Another side question is in the wikipedia page there is a mention of a minimal perfect hash function. Is a hash function that distributes the hash value uniformly across S (Where S is the set containing all possible Hash value resulting from message space M)

Answer 1

• Must the bit length of the hash value be long enough to cover N number of messages?

Yes.

• Does it not simply make a perfect hash function as a specified lookup table for a set of predetermined message?

Yes, but it is an efficient lookup table. If you used e.g. binary search for the lookup, you would need space proportional to the concatenation of all the messages/keys in the set. With long keys that is inconvenient. In comparison, a perfect hash function constructed for that set may require only a few bits per key.

Answer 2

How does a perfect hash function have collision-resistant in this case?

Well, when we select a perfect hash function, we take as inputs a set of messages $M_1, M_2, M_3, ..., M_n$, and use them to select a hash function for which $H(M_i) \ne H(M_j)$ (if $i \ne j$)
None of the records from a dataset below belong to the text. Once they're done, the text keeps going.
#![allow(dead_code)]

use std::net::SocketAddr;
use std::sync::Arc;
use std::sync::atomic::{AtomicBool, Ordering};

use async_trait::async_trait;
use chrono::Utc;
use reqwest::{Client, StatusCode};
use serde_json::{Value, json};
use sqlx::PgPool;
use sqlx::postgres::PgPoolOptions;
use uuid::Uuid;

use mockhub::config::Config;
use mockhub::execute::store::MockStore;
use mockhub::models::{Endpoint, EndpointRoute, Mock};

// ── In-memory store ─────────────────────────────────────────────

/// A `MockStore` held in memory, for exercising execution without Postgres.
#[derive(Default)]
pub struct MemoryStore {
    mocks: Vec<Mock>,
    endpoints: Vec<Endpoint>,
    failing: AtomicBool,
}

impl MemoryStore {
    pub fn new() -> Self {
        Self::default()
    }

    pub fn add_mock(&mut self, is_active: bool) -> Uuid {
        let id = Uuid::now_v7();
        self.mocks.push(Mock {
            id,
            user_id: Uuid::now_v7(),
            name: format!("mock-{id}"),
            description: None,
            base_url: None,
            is_active,
            created_at: Utc::now(),
            updated_at: Utc::now(),
        });
        id
    }

    pub fn add_endpoint(
        &mut self,
        mock_id: Uuid,
        method: &str,
        path: &str,
        status_code: i32,
        response: Value,
        headers: Option<Value>,
        delay: i32,
    ) {
        self.endpoints.push(Endpoint {
            id: Uuid::now_v7(),
            mock_id,
            path: path.to_string(),
            method: method.to_string(),
            status_code,
            response,
            headers,
            delay,
            created_at: Utc::now(),
            updated_at: Utc::now(),
        });
    }

    /// Makes every later lookup fail as if the database were gone.
    pub fn fail(&self) {
        self.failing.store(true, Ordering::SeqCst);
    }

    fn check(&self) -> Result<(), sqlx::Error> {
        if self.failing.load(Ordering::SeqCst) {
            Err(sqlx::Error::PoolTimedOut)
        } else {
            Ok(())
        }
    }
}

#[async_trait]
impl MockStore for MemoryStore {
    async fn find_active_mock(&self, id: Uuid) -> Result<Option<Mock>, sqlx::Error> {
        self.check()?;
        Ok(self
            .mocks
            .iter()
            .find(|m| m.id == id && m.is_active)
            .cloned())
    }

    async fn find_endpoint(
        &self,
        mock_id: Uuid,
        path: &str,
        method: &str,
    ) -> Result<Option<Endpoint>, sqlx::Error> {
        self.check()?;
        Ok(self
            .endpoints
            .iter()
            .find(|e| e.mock_id == mock_id && e.path == path && e.method == method)
            .cloned())
    }

    async fn list_endpoint_routes(&self, mock_id: Uuid) -> Result<Vec<EndpointRoute>, sqlx::Error> {
        self.check()?;
        Ok(self
            .endpoints
            .iter()
            .filter(|e| e.mock_id == mock_id)
            .map(|e| EndpointRoute {
                method: e.method.clone(),
                path: e.path.clone(),
            })
            .collect())
    }
}

/// A running execution router backed by a [`MemoryStore`].
pub struct MockServer {
    pub addr: SocketAddr,
    pub client: Client,
    pub store: Arc<MemoryStore>,
}

impl MockServer {
    pub fn url(&self, path: &str) -> String {
        format!("http://{}{}", self.addr, path)
    }

    /// Send `method` to `path`, return (body, status, headers).
    pub async fn call(
        &self,
        method: &str,
        path: &str,
    ) -> (Value, StatusCode, reqwest::header::HeaderMap) {
        let method = reqwest::Method::from_bytes(method.as_bytes()).expect("valid method");
        let resp = self
            .client
            .request(method, self.url(path))
            .send()
            .await
            .expect("mock request failed");
        let status = resp.status();
        let headers = resp.headers().clone();
        let body: Value = resp.json().await.unwrap_or(json!(null));
        (body, status, headers)
    }
}

pub async fn spawn_mock_server(store: MemoryStore) -> MockServer {
    let store = Arc::new(store);
    let app = mockhub::execute::router(store.clone());

    let listener = tokio::net::TcpListener::bind("127.0.0.1:0")
        .await
        .expect("Failed to bind to random port");
    let addr = listener.local_addr().unwrap();

    tokio::spawn(async move {
        axum::serve(listener, app).await.expect("Server failed");
    });

    MockServer {
        addr,
        client: Client::new(),
        store,
    }
}

// ── Full application ────────────────────────────────────────────

/// A running test server instance with a dedicated test database.
pub struct TestApp {
    pub addr: SocketAddr,
    pub pool: PgPool,
    pub client: Client,
    pub db_name: String,
}

impl TestApp {
    pub fn url(&self, path: &str) -> String {
        format!("http://{}{}", self.addr, path)
    }

    pub async fn register(&self, email: &str, username: &str, password: &str) -> (Value, StatusCode) {
        self.send(
            self.client
                .post(self.url("/api/auth/register"))
                .json(&json!({ "email": email, "username": username, "password": password })),
        )
        .await
    }

    pub async fn login(&self, email: &str, password: &str) -> (Value, StatusCode) {
        self.send(
            self.client
                .post(self.url("/api/auth/login"))
                .json(&json!({ "email": email, "password": password })),
        )
        .await
    }

    /// Register a user, return its token.
    pub async fn signup(&self, username: &str) -> String {
        let email = format!("{username}@test.com");
        let (body, status) = self.register(&email, username, "password123").await;
        assert_eq!(status, StatusCode::CREATED, "register failed: {body}");
        body["token"].as_str().unwrap().to_string()
    }

    /// Create a mock, return the mock JSON.
    pub async fn create_mock(&self, token: &str, name: &str) -> Value {
        let (body, status) = self
            .post_auth("/api/mocks", token, &json!({ "name": name }))
            .await;
        assert_eq!(status, StatusCode::CREATED, "create mock failed: {body}");
        body["mock"].clone()
    }

    /// Create an endpoint under a mock, return the endpoint JSON.
    pub async fn create_endpoint(&self, token: &str, mock_id: &str, endpoint: &Value) -> Value {
        let (body, status) = self
            .post_auth(&format!("/api/endpoints/mock/{mock_id}"), token, endpoint)
            .await;
        assert_eq!(status, StatusCode::CREATED, "create endpoint failed: {body}");
        body["endpoint"].clone()
    }

    pub async fn get_auth(&self, path: &str, token: &str) -> (Value, StatusCode) {
        self.send(self.client.get(self.url(path)).bearer_auth(token))
            .await
    }

    pub async fn post_auth(&self, path: &str, token: &str, body: &Value) -> (Value, StatusCode) {
        self.send(self.client.post(self.url(path)).bearer_auth(token).json(body))
            .await
    }

    pub async fn put_auth(&self, path: &str, token: &str, body: &Value) -> (Value, StatusCode) {
        self.send(self.client.put(self.url(path)).bearer_auth(token).json(body))
            .await
    }

    pub async fn delete_auth(&self, path: &str, token: &str) -> (Value, StatusCode) {
        self.send(self.client.delete(self.url(path)).bearer_auth(token))
            .await
    }

    async fn send(&self, request: reqwest::RequestBuilder) -> (Value, StatusCode) {
        let resp = request.send().await.expect("request failed");
        let status = resp.status();
        let body: Value = resp.json().await.unwrap_or(json!(null));
        (body, status)
    }
}

fn admin_url(base_url: &str) -> String {
    base_url
        .rsplit_once('/')
        .map(|(base, _)| format!("{base}/postgres"))
        .unwrap_or_else(|| base_url.to_string())
}

/// Spawn a test app with a fresh temporary database.
pub async fn spawn_app() -> TestApp {
    let _ = dotenvy::dotenv();

    let base_url = std::env::var("DATABASE_URL").expect("DATABASE_URL must be set for tests");

    let db_name = format!("mockhub_test_{}", Uuid::now_v7().simple());

    let admin_pool = PgPoolOptions::new()
        .max_connections(2)
        .connect(&admin_url(&base_url))
        .await
        .expect("Failed to connect to postgres for test DB creation");

    sqlx::query(&format!("CREATE DATABASE \"{db_name}\""))
        .execute(&admin_pool)
        .await
        .expect("Failed to create test database");

    admin_pool.close().await;

    let test_url = base_url
        .rsplit_once('/')
        .map(|(base, _)| format!("{base}/{db_name}"))
        .unwrap_or_else(|| base_url.clone());

    let pool = PgPoolOptions::new()
        .max_connections(5)
        .connect(&test_url)
        .await
        .expect("Failed to connect to test database");

    sqlx::migrate!("./migrations")
        .run(&pool)
        .await
        .expect("Failed to run migrations on test database");

    let config = Config {
        database_url: test_url,
        jwt_secret: "test-jwt-secret-that-is-long-enough".to_string(),
        jwt_ttl_hours: 1,
        host: "127.0.0.1".parse().unwrap(),
        port: 0,
        base_url: "http://mocks.test".to_string(),
        max_body_size: 1_048_576,
        allowed_origins: vec!["http://localhost:3000".to_string()],
        log_level: "warn".to_string(),
    };

    let app = mockhub::build_app(pool.clone(), config);

    let listener = tokio::net::TcpListener::bind("127.0.0.1:0")
        .await
        .expect("Failed to bind to random port");
    let addr = listener.local_addr().unwrap();

    tokio::spawn(async move {
        axum::serve(listener, app).await.expect("Server failed");
    });

    TestApp {
        addr,
        pool,
        client: Client::new(),
        db_name,
    }
}

/// Drop the test database after tests complete.
pub async fn cleanup(app: TestApp) {
    let db_name = app.db_name.clone();
    app.pool.close().await;

    let base_url = std::env::var("DATABASE_URL").expect("DATABASE_URL must be set for tests");

    let admin_pool = PgPoolOptions::new()
        .max_connections(2)
        .connect(&admin_url(&base_url))
        .await
        .expect("Failed to connect for cleanup");

    let _ = sqlx::query(&format!("DROP DATABASE IF EXISTS \"{db_name}\" WITH (FORCE)"))
        .execute(&admin_pool)
        .await;

    admin_pool.close().await;
}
Now, according to the pigeon hole principle, the output of $H$ must be at least $\log_2 n$ bits long; as $n$ is typically not that huge, that is not a practical problem.

Now, there may be messages $M$ not in the original set for which $H(M) = H(M_i)$ for some $i$; that's ok, as the collision freeness of the perfect hashing function is defined only for the original set of messages, not any additional messages.

And, as cryptostatis has mentioned, we don't have much use for perfect hashing functions in cryptography. We do use collision resistant hash functions; however by that, we mean that while collisions $H(M) = H(M')$ do exist, it is difficult to find them.